Pero no es un proceso “automático”: está en nosotros no dejarnos abatir por la tristeza de la muerte de nuestros seres queridos, sino dejarnos invadir por la alegría de la Resurrección de Jesucristo, porque si no lo hacemos nosotros, nadie lo hará por nosotros. Para que la muerte de nuestros seres queridos no nos avasalle, y para que la alegría de la resurrección de Jesús predomine en nuestras vidas, debemos levantar la mirada a Jesús crucificado y, arrodillados ante la cruz, aferrados al manto de la Virgen, que está al pie de la cruz, contemplar a Cristo que muere en la cruz, y es aquí en donde comienza el proceso de serenidad y de calma para el alma, porque la fe me dice que ese Cristo que muere el Viernes Santo, es el Cristo que luego resucita el Domingo de Resurrección, y es el Cristo que se dona, con su Cuerpo glorioso y resucitado, lleno de la Vida Eterna de Dios, en la Eucaristía. La fe me dice que ese Cristo que muere en la cruz, es el Cristo que resucita el Domingo de Resurrección y es el mismo Cristo que vive en la Eucaristía.

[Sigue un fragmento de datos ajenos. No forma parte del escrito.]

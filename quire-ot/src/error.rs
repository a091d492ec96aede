use thiserror::Error;

/// Errors raised while building, decoding or combining text operations.
#[derive(Debug, Clone, PartialEq, Eq, Error)]
pub enum OtError {
    /// The operation is structurally invalid (bad encoding, empty or
    /// non-canonical components, overlapping ranges).
    #[error("malformed operation: {0}")]
    Malformed(String),

    /// The operation was applied to, or combined with, something of the wrong length.
    #[error("length mismatch: expected {expected} characters, found {actual}")]
    LengthMismatch { expected: usize, actual: usize },
}

impl OtError {
    pub(crate) fn malformed(reason: impl Into<String>) -> Self {
        OtError::Malformed(reason.into())
    }
}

Y es aquí en donde radica la esperanza del católico; es aquí, al pie de la cruz, de rodillas ante Jesús crucificado, en donde mi tristeza, mi llanto y mi dolor por mi ser querido fallecido, comienzan a convertirse, lentamente, en esperanza, en serena paz y hasta en alegría, una alegría profunda y serena, porque la fe me dice que Jesús ha vencido a la muerte, ha resucitado y que, por su muerte en cruz y resurrección, el reencuentro con quien amaba y ya no está porque murió, no es una fantasía, sino una posibilidad real, cierta, certísima, segurísima, porque Jesús es Dios y Él ha vencido a la muerte para siempre, en la cruz, para darnos su Vida eterna.
         Entonces, frente al dolor de la muerte, que me oprime el corazón, debo acudir, con ese corazón oprimido por el dolor, ante Jesús crucificado y, confiándome en la ayuda de la Virgen, elevar la mirada hacia Jesús que por nosotros muere en la cruz para darnos su Vida eterna, para resucitar el Domingo de Resurrección, para abrirnos las puertas del Reino de los cielos, y convertir así en una realidad el reencuentro con el ser amado a quien hoy la muerte me lo ha arrebatado.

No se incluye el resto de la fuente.